La première mesure consiste à s'attaquer aux conditions de mise sur le marché. Il est primordial de revoir en profondeur le rôle des organismes notifiés et le contrôle que les autorités de santé exercent sur eux. En revanche, je ne suis pas sûr que l'institution d'une véritable autorisation de mise sur le marché soit une idée transposable du médicament aux dispositifs médicaux. Non seulement les dispositifs médicaux sont beaucoup plus nombreux et variés que les médicaments mais il est très difficile de les tester avant leur commercialisation. Il ne faut pas renoncer à mener des essais cliniques, mais il faut être conscients qu'il ne s'agira jamais de la même réalité que pour le médicament : on ne peut mener des essais avec placebo et les populations concernées sont souvent de taille réduite.
Je pense qu'il nous faut également nous pencher à nouveau sur les relations entre les professionnels de santé et les fabricants. Le sujet n'est pas simple car plus les spécialités sont pointues plus il est difficile de trouve des experts qui ne soient pas en relation avec des industriels. Les Etats-Unis ont résolu la question de manière pragmatique en généralisant la transparence : c'est le Sunshine Act. Les médecins ont tout à gagner à ne plus être soupçonnés d'une connivence qui altèrerait leur jugement sur l'intérêt thérapeutique et le risque d'un nouveau dispositif.
Si ces liens se traduisent par des flux financiers, ceux-ci pourraient être mutualisés au sein d'un fonds qui servirait d'intermédiaire entre le laboratoire et le professionnel de santé, afin qu'il n'y ait pas de lien direct entre eux. Force est de constater que, dès les études de médecine, les industriels prennent en charge des dépenses en faveur des médecins, puis à travers des congrès ou un soutien à la recherche. La plupart des experts ne peuvent se passer de tels financements. Les spécialistes ont besoin des laboratoires pour mener des expérimentations. Un lien de dépendance s'installe, et la mutualisation des fonds reçus permettrait d'y mettre fin. Cela permettrait également de financer la matériovigilance, qui reste un parent pauvre au sein de notre système de soins.

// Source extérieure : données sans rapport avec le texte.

// SPDX-License-Identifier: MIT OR Apache-2.0
//! Generic HTTP provider adapters.
//!
//! Concrete AI vendors live behind plain HTTP endpoints configured via the
//! environment; these adapters only know the request/response shapes the
//! validation engine consumes. Credentials travel in environment variables,
//! never in job files.

use async_trait::async_trait;
use press_validate::{AccessibilityProvider, AccessibilityReport, ProviderError, VisionProvider};
use serde_json::json;
use std::path::{Path, PathBuf};

/// Environment variable naming the vision endpoint.
pub const VISION_URL_VAR: &str = "PRESS_VISION_URL";
/// Environment variable carrying the vision bearer token.
pub const VISION_TOKEN_VAR: &str = "PRESS_VISION_TOKEN";
/// Environment variable naming the accessibility endpoint.
pub const ACCESS_URL_VAR: &str = "PRESS_ACCESSIBILITY_URL";
/// Environment variable carrying the accessibility bearer token.
pub const ACCESS_TOKEN_VAR: &str = "PRESS_ACCESSIBILITY_TOKEN";

/// Vision provider POSTing page images to a configured endpoint and
/// returning the raw response body for the layer to parse.
pub struct HttpVisionProvider {
    endpoint: String,
    token: Option<String>,
    client: reqwest::Client,
}

impl HttpVisionProvider {
    /// Build from the environment; `None` when no endpoint is configured.
    pub fn from_env() -> Option<Self> {
        let endpoint = std::env::var(VISION_URL_VAR).ok()?;
        Some(Self {
            endpoint,
            token: std::env::var(VISION_TOKEN_VAR).ok(),
            client: reqwest::Client::new(),
        })
    }
}

#[async_trait]
impl VisionProvider for HttpVisionProvider {
    async fn critique(&self, images: &[PathBuf], prompt: &str) -> Result<String, ProviderError> {
        let pages: Vec<String> = images.iter().map(|p| p.display().to_string()).collect();
        let mut request = self
            .client
            .post(&self.endpoint)
            .json(&json!({ "prompt": prompt, "pages": pages }));
        if let Some(token) = &self.token {
            request = request.bearer_auth(token);
        }
        let response = request
            .send()
            .await
            .map_err(|e| ProviderError::Unavailable(e.to_string()))?;
        if !response.status().is_success() {
            return Err(ProviderError::Unavailable(format!(
                "vision endpoint returned {}",
                response.status()
            )));
        }
        response
            .text()
            .await
            .map_err(|e| ProviderError::Malformed(e.to_string()))
    }
}

/// Accessibility provider POSTing the artifact path and standard to a
/// configured endpoint.
pub struct HttpAccessibilityProvider {
    endpoint: String,
    token: Option<String>,
    client: reqwest::Client,
}

impl HttpAccessibilityProvider {
    /// Build from the environment; `None` when no endpoint is configured.
    pub fn from_env() -> Option<Self> {
        let endpoint = std::env::var(ACCESS_URL_VAR).ok()?;
        Some(Self {
            endpoint,
            token: std::env::var(ACCESS_TOKEN_VAR).ok(),
            client: reqwest::Client::new(),
        })
    }
}

#[async_trait]
impl AccessibilityProvider for HttpAccessibilityProvider {
    async fn remediate(
        &self,
        pdf: &Path,
        standard: &str,
    ) -> Result<AccessibilityReport, ProviderError> {
        let mut request = self.client.post(&self.endpoint).json(&json!({
            "pdf": pdf.display().to_string(),
            "standard": standard,
        }));
        if let Some(token) = &self.token {
            request = request.bearer_auth(token);
        }
        let response = request
            .send()
            .await
            .map_err(|e| ProviderError::Unavailable(e.to_string()))?;
        if !response.status().is_success() {
            return Err(ProviderError::Unavailable(format!(
                "accessibility endpoint returned {}",
                response.status()
            )));
        }
        response
            .json::<AccessibilityReport>()
            .await
            .map_err(|e| ProviderError::Malformed(e.to_string()))
    }
}
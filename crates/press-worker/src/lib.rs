// SPDX-License-Identifier: MIT OR Apache-2.0
//! Artifact-producing workers.
//!
//! A [`Worker`] turns a [`Job`] into an [`Artifact`] and nothing else —
//! validation is someone else's problem. Two implementations exist:
//!
//! - [`LayoutWorker`] drives the external layout application through the
//!   MCP client. It must never run concurrently with itself; the router
//!   serializes it behind the process-global [`LayoutLock`].
//! - [`ServiceWorker`] POSTs the job to the application's serverless
//!   equivalent and streams the PDF to disk. No lock.
//!
//! Both are idempotent with respect to the caller-supplied output path and
//! never mutate the input job.
#![deny(unsafe_code)]
#![warn(missing_docs)]

mod layout;
mod service;

pub use layout::LayoutWorker;
pub use service::ServiceWorker;

use async_trait::async_trait;
use press_core::{Artifact, ErrorCategory, Job, RunAudit};
use press_mcp::McpError;
use std::path::PathBuf;
use std::sync::Arc;

// ---------------------------------------------------------------------------
// Errors
// ---------------------------------------------------------------------------

/// Worker failures, bucketed the way the router reports them.
#[derive(Debug, thiserror::Error)]
pub enum WorkerError {
    /// The command channel failed under the worker.
    #[error("transport failure: {0}")]
    Transport(#[source] McpError),

    /// The layout application rejected or failed a script.
    #[error("script failure: {0}")]
    Script(#[source] McpError),

    /// The export step failed (unknown preset, export error).
    #[error("export failure: {0}")]
    Export(#[source] McpError),

    /// The remote render service misbehaved.
    #[error("remote render failure: {0}")]
    Remote(String),

    /// Local filesystem failure while materializing the artifact.
    #[error("I/O failure: {0}")]
    Io(#[from] std::io::Error),
}

impl WorkerError {
    /// The scorecard error category this failure maps to.
    #[must_use]
    pub fn category(&self) -> ErrorCategory {
        match self {
            Self::Transport(_) => ErrorCategory::Transport,
            Self::Script(_) => ErrorCategory::Script,
            Self::Export(_) | Self::Remote(_) => ErrorCategory::Export,
            Self::Io(_) => ErrorCategory::Io,
        }
    }

    /// Bucket an MCP failure into the worker taxonomy.
    #[must_use]
    pub fn from_mcp(err: McpError) -> Self {
        match &err {
            McpError::Timeout { .. }
            | McpError::Disconnected
            | McpError::TransportUnavailable { .. } => Self::Transport(err),
            McpError::PresetUnknown { .. } | McpError::ExportFailed { .. } => Self::Export(err),
            _ => Self::Script(err),
        }
    }
}

// ---------------------------------------------------------------------------
// Contract
// ---------------------------------------------------------------------------

/// Per-run inputs that are not part of the immutable job.
#[derive(Debug, Clone)]
pub struct WorkContext {
    /// Where the worker must write the PDF. The worker overwrites; two runs
    /// with the same path are idempotent.
    pub output_path: PathBuf,
    /// Audit trail the worker records provenance into (export preset,
    /// hook outcomes).
    pub audit: RunAudit,
    /// Ask the layout application to run color correction before export.
    /// Set by the validation engine's auto-fix retry.
    pub color_fix: bool,
}

impl WorkContext {
    /// A context writing to `output_path` with a fresh audit trail.
    #[must_use]
    pub fn new(output_path: impl Into<PathBuf>) -> Self {
        Self {
            output_path: output_path.into(),
            audit: RunAudit::new(),
            color_fix: false,
        }
    }
}

/// Executes a job to produce an artifact, independent of validation.
#[async_trait]
pub trait Worker: Send + Sync {
    /// Worker name used in routing decisions and logs.
    fn name(&self) -> &str;

    /// Produce the artifact. Must not mutate `job`; must overwrite
    /// `ctx.output_path` rather than fail when it exists.
    async fn execute(&self, job: &Job, ctx: &WorkContext) -> Result<Artifact, WorkerError>;
}

// ---------------------------------------------------------------------------
// Layout lock
// ---------------------------------------------------------------------------

/// Process-global, fair-FIFO, non-reentrant lock serializing every use of
/// the layout worker. The single external application instance cannot
/// survive interleaved script execution; this lock is the only mechanism
/// preventing it. Constructor-injected — never an ambient global.
#[derive(Debug, Clone, Default)]
pub struct LayoutLock {
    inner: Arc<tokio::sync::Mutex<()>>,
}

impl LayoutLock {
    /// Create a lock. One instance per process; clones share it.
    #[must_use]
    pub fn new() -> Self {
        Self::default()
    }

    /// Acquire exclusive use of the layout application. Waiters queue in
    /// FIFO order; the guard releases on every exit path.
    pub async fn acquire(&self) -> tokio::sync::OwnedMutexGuard<()> {
        Arc::clone(&self.inner).lock_owned().await
    }
}

#[cfg(test)]
mod tests {
    use super::*;
    use std::time::Duration;

    #[test]
    fn mcp_errors_bucket_into_router_categories() {
        let transport = WorkerError::from_mcp(McpError::Disconnected);
        assert_eq!(transport.category(), ErrorCategory::Transport);

        let export = WorkerError::from_mcp(McpError::PresetUnknown {
            preset: "p".into(),
        });
        assert_eq!(export.category(), ErrorCategory::Export);

        let script = WorkerError::from_mcp(McpError::Script {
            line: None,
            message: "x".into(),
        });
        assert_eq!(script.category(), ErrorCategory::Script);
    }

    #[tokio::test]
    async fn layout_lock_serializes_holders() {
        let lock = LayoutLock::new();
        let guard = lock.acquire().await;

        let contender = {
            let lock = lock.clone();
            tokio::spawn(async move {
                let _guard = lock.acquire().await;
            })
        };
        // The contender cannot finish while the guard is held.
        tokio::time::sleep(Duration::from_millis(50)).await;
        assert!(!contender.is_finished());

        drop(guard);
        tokio::time::timeout(Duration::from_secs(1), contender)
            .await
            .expect("contender should acquire after release")
            .unwrap();
    }
}
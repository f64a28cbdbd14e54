// SPDX-License-Identifier: MIT OR Apache-2.0
//! L3 — visual regression.
//!
//! Rasterizes every page and compares it pixel-wise against a named
//! baseline, computing a per-page percent difference. The layer passes when
//! the worst page stays at or below the allowance implied by its
//! `min_score` (score = 1 − max_diff/100). Skipped — not failed — when the
//! job names no baseline or the named baseline does not exist on disk.

use crate::{LayerContext, ValidationError, ValidationLayer};
use async_trait::async_trait;
use press_core::{Finding, LayerId, LayerResult};
use std::path::Path;
use std::time::Instant;
use tracing::debug;

/// Pixel-diff comparison against a stored baseline.
pub struct VisualRegressionLayer;

#[async_trait]
impl ValidationLayer for VisualRegressionLayer {
    fn id(&self) -> LayerId {
        LayerId::VisualRegression
    }

    async fn run(&self, ctx: &LayerContext<'_>) -> Result<LayerResult, ValidationError> {
        let started = Instant::now();

        let Some(baseline_id) = &ctx.job.qa.visual_baseline else {
            let mut result = LayerResult::skipped_passing(LayerId::VisualRegression);
            result
                .findings
                .push(Finding::info("baseline", "no baseline configured, layer skipped"));
            return Ok(result);
        };
        let baseline_dir = ctx.baseline_root.join(baseline_id);
        if !baseline_dir.is_dir() {
            let mut result = LayerResult::skipped_passing(LayerId::VisualRegression);
            result.findings.push(Finding::warning(
                "baseline",
                format!("baseline '{baseline_id}' not found, layer skipped"),
            ));
            return Ok(result);
        }

        let current = ctx.previews.get(&ctx.artifact.path).await?;
        let mut baseline_pages: Vec<_> = std::fs::read_dir(&baseline_dir)?
            .filter_map(Result::ok)
            .map(|e| e.path())
            .filter(|p| p.extension().and_then(|e| e.to_str()) == Some("ppm"))
            .collect();
        baseline_pages.sort();

        let mut findings = Vec::new();
        if baseline_pages.len() != current.len() {
            findings.push(Finding::critical(
                "pages",
                format!(
                    "page count changed: baseline {} vs current {}",
                    baseline_pages.len(),
                    current.len()
                ),
            ));
            return Ok(LayerResult {
                layer: LayerId::VisualRegression,
                score: 0.0,
                max_score: 1.0,
                passed: false,
                skipped: false,
                dry_run: false,
                first_attempt_score: None,
                findings,
                duration_ms: started.elapsed().as_millis() as u64,
                artifacts: Vec::new(),
            });
        }

        let mut max_diff = 0.0f64;
        for (index, (ours, theirs)) in current.iter().zip(&baseline_pages).enumerate() {
            let page = index as u32 + 1;
            let diff = match diff_percent(ours, theirs) {
                Ok(diff) => diff,
                Err(reason) => {
                    findings.push(
                        Finding::warning("diff", format!("comparison failed: {reason}"))
                            .on_page(page),
                    );
                    100.0
                }
            };
            debug!(target: "press.validate", page, diff, "visual diff");
            if diff > 0.0 {
                findings.push(
                    Finding::info("diff", format!("{diff:.2}% pixels differ"))
                        .on_page(page),
                );
            }
            max_diff = max_diff.max(diff);
        }

        Ok(LayerResult {
            layer: LayerId::VisualRegression,
            score: 1.0 - max_diff / 100.0,
            max_score: 1.0,
            passed: false,
            skipped: false,
            dry_run: false,
            first_attempt_score: None,
            findings,
            duration_ms: started.elapsed().as_millis() as u64,
            artifacts: Vec::new(),
        })
    }
}

// ---------------------------------------------------------------------------
// PPM parsing and pixel diff
// ---------------------------------------------------------------------------

struct Pixmap {
    width: u32,
    height: u32,
    data: Vec<u8>,
}

/// Parse a binary (`P6`) portable pixmap.
fn read_ppm(path: &Path) -> Result<Pixmap, String> {
    let bytes = std::fs::read(path).map_err(|e| e.to_string())?;
    let mut fields = Vec::new();
    let mut cursor = 0usize;

    // Header fields: magic, width, height, maxval. Whitespace separated,
    // with optional `#` comments.
    while fields.len() < 4 && cursor < bytes.len() {
        while cursor < bytes.len() && bytes[cursor].is_ascii_whitespace() {
            cursor += 1;
        }
        if cursor < bytes.len() && bytes[cursor] == b'#' {
            while cursor < bytes.len() && bytes[cursor] != b'\n' {
                cursor += 1;
            }
            continue;
        }
        let start = cursor;
        while cursor < bytes.len() && !bytes[cursor].is_ascii_whitespace() {
            cursor += 1;
        }
        fields.push(
            std::str::from_utf8(&bytes[start..cursor])
                .map_err(|e| e.to_string())?
                .to_string(),
        );
    }
    if fields.len() < 4 || fields[0] != "P6" {
        return Err(format!("{} is not a binary ppm", path.display()));
    }
    let width: u32 = fields[1].parse().map_err(|_| "bad width".to_string())?;
    let height: u32 = fields[2].parse().map_err(|_| "bad height".to_string())?;
    cursor += 1; // single whitespace after maxval
    let expected = (width * height * 3) as usize;
    let data = bytes
        .get(cursor..cursor + expected)
        .ok_or_else(|| "truncated pixel data".to_string())?
        .to_vec();
    Ok(Pixmap {
        width,
        height,
        data,
    })
}

/// Percentage of pixels that differ between two pages. Dimension mismatch
/// counts as a full-page difference.
fn diff_percent(ours: &Path, theirs: &Path) -> Result<f64, String> {
    let a = read_ppm(ours)?;
    let b = read_ppm(theirs)?;
    if a.width != b.width || a.height != b.height {
        return Ok(100.0);
    }
    let total = (a.width * a.height) as usize;
    if total == 0 {
        return Ok(0.0);
    }
    let differing = a
        .data
        .chunks_exact(3)
        .zip(b.data.chunks_exact(3))
        .filter(|(x, y)| x != y)
        .count();
    Ok(differing as f64 / total as f64 * 100.0)
}

#[cfg(test)]
mod tests {
    use super::*;
    use crate::providers::write_solid_ppm;

    #[test]
    fn identical_pages_diff_zero() {
        let dir = tempfile::tempdir().unwrap();
        let a = dir.path().join("a.ppm");
        let b = dir.path().join("b.ppm");
        write_solid_ppm(&a, 8, 8, [10, 20, 30]).unwrap();
        write_solid_ppm(&b, 8, 8, [10, 20, 30]).unwrap();
        assert_eq!(diff_percent(&a, &b).unwrap(), 0.0);
    }

    #[test]
    fn fully_different_pages_diff_hundred() {
        let dir = tempfile::tempdir().unwrap();
        let a = dir.path().join("a.ppm");
        let b = dir.path().join("b.ppm");
        write_solid_ppm(&a, 8, 8, [0, 0, 0]).unwrap();
        write_solid_ppm(&b, 8, 8, [255, 255, 255]).unwrap();
        assert_eq!(diff_percent(&a, &b).unwrap(), 100.0);
    }

    #[test]
    fn dimension_mismatch_is_full_difference() {
        let dir = tempfile::tempdir().unwrap();
        let a = dir.path().join("a.ppm");
        let b = dir.path().join("b.ppm");
        write_solid_ppm(&a, 8, 8, [0, 0, 0]).unwrap();
        write_solid_ppm(&b, 4, 4, [0, 0, 0]).unwrap();
        assert_eq!(diff_percent(&a, &b).unwrap(), 100.0);
    }
}
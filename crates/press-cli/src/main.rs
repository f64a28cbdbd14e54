// SPDX-License-Identifier: MIT OR Apache-2.0
//! The `press` binary: one job in, a scorecard and a CI exit code out.
#![deny(unsafe_code)]

mod commands;
mod providers;
mod workers;

use clap::{Parser, Subcommand, ValueEnum};
use press_core::EXIT_INFRA;
use std::path::PathBuf;
use tracing_subscriber::EnvFilter;

#[derive(Parser, Debug)]
#[command(name = "press", version, about = "Document-generation orchestrator with layered PDF quality gating")]
struct Cli {
    #[command(subcommand)]
    command: Commands,

    /// Enable debug logging (RUST_LOG still takes precedence).
    #[arg(long, global = true)]
    debug: bool,

    /// Path to the orchestrator settings TOML.
    #[arg(long, global = true)]
    settings: Option<PathBuf>,

    /// Override the output directory for artifacts.
    #[arg(long, global = true)]
    out_dir: Option<PathBuf>,

    /// Override the report directory.
    #[arg(long, global = true)]
    report_dir: Option<PathBuf>,
}

#[derive(Subcommand, Debug)]
enum Commands {
    /// Execute one job: produce the artifact and grade it.
    Run {
        /// Path to the job configuration JSON.
        job_config: PathBuf,

        /// Override the job's overall gate (rubric scale, 0–150).
        #[arg(long)]
        threshold: Option<f64>,

        /// Reject unknown job-config fields instead of warning.
        #[arg(long)]
        strict: bool,

        /// Machine-readable output: print the scorecard JSON to stdout.
        #[arg(long)]
        ci: bool,

        /// Force every external provider into dry-run.
        #[arg(long)]
        dry_run: bool,
    },

    /// Skip production and run the validation layers on an existing PDF.
    ValidateOnly {
        /// The PDF to grade.
        #[arg(long)]
        pdf: PathBuf,

        /// Path to the job configuration JSON.
        #[arg(long)]
        job_config: PathBuf,

        /// Override the job's overall gate (rubric scale, 0–150).
        #[arg(long)]
        threshold: Option<f64>,

        /// Reject unknown job-config fields instead of warning.
        #[arg(long)]
        strict: bool,

        /// Machine-readable output: print the scorecard JSON to stdout.
        #[arg(long)]
        ci: bool,

        /// Force every external provider into dry-run.
        #[arg(long)]
        dry_run: bool,
    },

    /// Run an experiment job's variants and report the winner.
    Experiment {
        /// Path to the job configuration JSON (mode must be `experiment`).
        job_config: PathBuf,

        /// Reject unknown job-config fields instead of warning.
        #[arg(long)]
        strict: bool,

        /// Machine-readable output: print the summary JSON to stdout.
        #[arg(long)]
        ci: bool,

        /// Force every external provider into dry-run.
        #[arg(long)]
        dry_run: bool,
    },

    /// Print a JSON schema to stdout.
    Schema {
        /// Which schema to print.
        #[arg(value_enum)]
        kind: SchemaKind,
    },
}

/// Schema kind argument for the `schema` subcommand.
#[derive(Debug, Clone, ValueEnum)]
enum SchemaKind {
    /// The job configuration document.
    Job,
    /// The scorecard output document.
    Scorecard,
}

fn main() {
    let cli = Cli::parse();
    init_tracing(cli.debug);

    let runtime = tokio::runtime::Builder::new_multi_thread()
        .enable_all()
        .build()
        .expect("tokio runtime");
    let code = runtime.block_on(dispatch(cli));
    std::process::exit(code);
}

fn init_tracing(debug: bool) {
    let default_filter = if debug { "debug" } else { "info" };
    let filter = EnvFilter::try_from_default_env()
        .unwrap_or_else(|_| EnvFilter::new(default_filter));
    tracing_subscriber::fmt()
        .with_env_filter(filter)
        .with_writer(std::io::stderr)
        .init();
}

async fn dispatch(cli: Cli) -> i32 {
    let overrides = commands::SettingsOverrides {
        settings_path: cli.settings,
        out_dir: cli.out_dir,
        report_dir: cli.report_dir,
    };
    match cli.command {
        Commands::Run {
            job_config,
            threshold,
            strict,
            ci,
            dry_run,
        } => {
            commands::run(
                &job_config,
                commands::RunOptions {
                    threshold,
                    strict,
                    ci,
                    dry_run,
                },
                overrides,
            )
            .await
        }
        Commands::ValidateOnly {
            pdf,
            job_config,
            threshold,
            strict,
            ci,
            dry_run,
        } => {
            commands::validate_only(
                &pdf,
                &job_config,
                commands::RunOptions {
                    threshold,
                    strict,
                    ci,
                    dry_run,
                },
                overrides,
            )
            .await
        }
        Commands::Experiment {
            job_config,
            strict,
            ci,
            dry_run,
        } => {
            commands::experiment(
                &job_config,
                commands::RunOptions {
                    threshold: None,
                    strict,
                    ci,
                    dry_run,
                },
                overrides,
            )
            .await
        }
        Commands::Schema { kind } => {
            let schema = match kind {
                SchemaKind::Job => schemars::schema_for!(press_core::Job),
                SchemaKind::Scorecard => schemars::schema_for!(press_core::Scorecard),
            };
            match serde_json::to_string_pretty(&schema) {
                Ok(text) => {
                    println!("{text}");
                    0
                }
                Err(e) => {
                    eprintln!("failed to render schema: {e}");
                    EXIT_INFRA
                }
            }
        }
    }
}
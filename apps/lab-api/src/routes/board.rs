//! Bulletin board and acknowledgement feeds, plus their event shims.

use axum::extract::{State, WebSocketUpgrade};
use axum::response::IntoResponse;
use axum::routing::{get, post};
use axum::{Json, Router};

use crate::fanout::board::{AcknowledgementEvent, BoardEvent};
use crate::realtime::socket::{self, EchoPolicy};
use crate::realtime::Global;
use crate::AppState;

use super::Delivered;

pub fn router() -> Router<AppState> {
    Router::new()
        .route("/ws/board", get(board_socket))
        .route("/ws/acknowledgements", get(acknowledgement_socket))
        .route("/api/v1/events/board", post(post_changed))
        .route(
            "/api/v1/events/acknowledgements",
            post(acknowledgement_changed),
        )
}

async fn board_socket(ws: WebSocketUpgrade, State(state): State<AppState>) -> impl IntoResponse {
    let registry = state.hub.board.posts.clone();
    ws.on_upgrade(move |socket| {
        socket::serve_topic(socket, registry, Global, EchoPolicy::Verbatim)
    })
}

async fn acknowledgement_socket(
    ws: WebSocketUpgrade,
    State(state): State<AppState>,
) -> impl IntoResponse {
    let registry = state.hub.board.acknowledgements.clone();
    ws.on_upgrade(move |socket| {
        socket::serve_topic(socket, registry, Global, EchoPolicy::Verbatim)
    })
}

async fn post_changed(
    State(state): State<AppState>,
    Json(event): Json<BoardEvent>,
) -> Json<Delivered> {
    let delivered = state.hub.board.post_changed(&event);
    Json(Delivered { delivered })
}

async fn acknowledgement_changed(
    State(state): State<AppState>,
    Json(event): Json<AcknowledgementEvent>,
) -> Json<Delivered> {
    let delivered = state.hub.board.acknowledgement_changed(&event);
    Json(Delivered { delivered })
}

Toutes les étapes du processus doivent faire l'objet d'une réflexion d'ensemble car on ne pourra prévenir de nouveaux incidents, voire accidents, sans assurer la traçabilité des dispositifs. Pour ce faire, plusieurs conditions doivent être réunies : en premier lieu, pouvoir identifier les matériels. Pour l'instant, chacun met en oeuvre son propre système, qu'il s'agisse des fabricants ou des établissements de santé. Comment, dans ces conditions, peut-on avoir une chance de retrouver un dispositif si la nécessité se présente ? La moindre des choses est de mettre en oeuvre un identifiant unique (UDI). Un projet international existe, nous devons jouer un rôle moteur en ce domaine, ce qui ne sera pas facile tant la crédibilité de l'Union européenne est remise en cause par le fonctionnement du système des organismes notifiés.
Une fois que le dispositif implanté dispose d'un numéro, il est évidemment essentiel d'alimenter une base de données lors de l'implantation sur un patient. Et c'est ainsi qu'on constitue un registre des matériels, qui permettra par la suite de détecter les éventuelles défaillances et de contacter les personnes concernées. En France, de tels registres restent le fruit d'initiatives individuelles.
Pour être efficace, un registre doit être le plus représentatif possible : il ne peut être efficace que s'il contient des données sur au moins 70 % des matériels implantés. Les exemples étrangers montrent que la réussite dépend de l'implication de tous les acteurs. En Suède par exemple, un registre sur la chirurgie de la main est rempli par le chirurgien dès sa sortie du bloc opératoire, grâce à des rubriques synthétiques et précisément définies. L'implication du monde médical est capitale. Le meilleur moyen de l'associer consiste, selon moi, à confier à des équipes dédiées la tenue d'un registre en particulier. Il faut faire des registres spécifiques à un produit ou une pathologie. On ne conçoit pas un registre de prothèses de hanche comme un fichier de stents héparinés. Chaque spécialité a ses spécificités, ses données cliniques propres.
Cependant, ces registres ont un coût : la participation de l'Etat, dans leur gestion ou leur financement, n'est donc pas à exclure a priori. On peut éventuellement envisager une taxe sur la publicité pour les dispositifs médicaux afin de financer ces registres.
Dernière piste possible, lier le remboursement des dispositifs à l'alimentation du registre. Au cours de nos auditions, cette piste a été plusieurs fois présentée comme intéressante.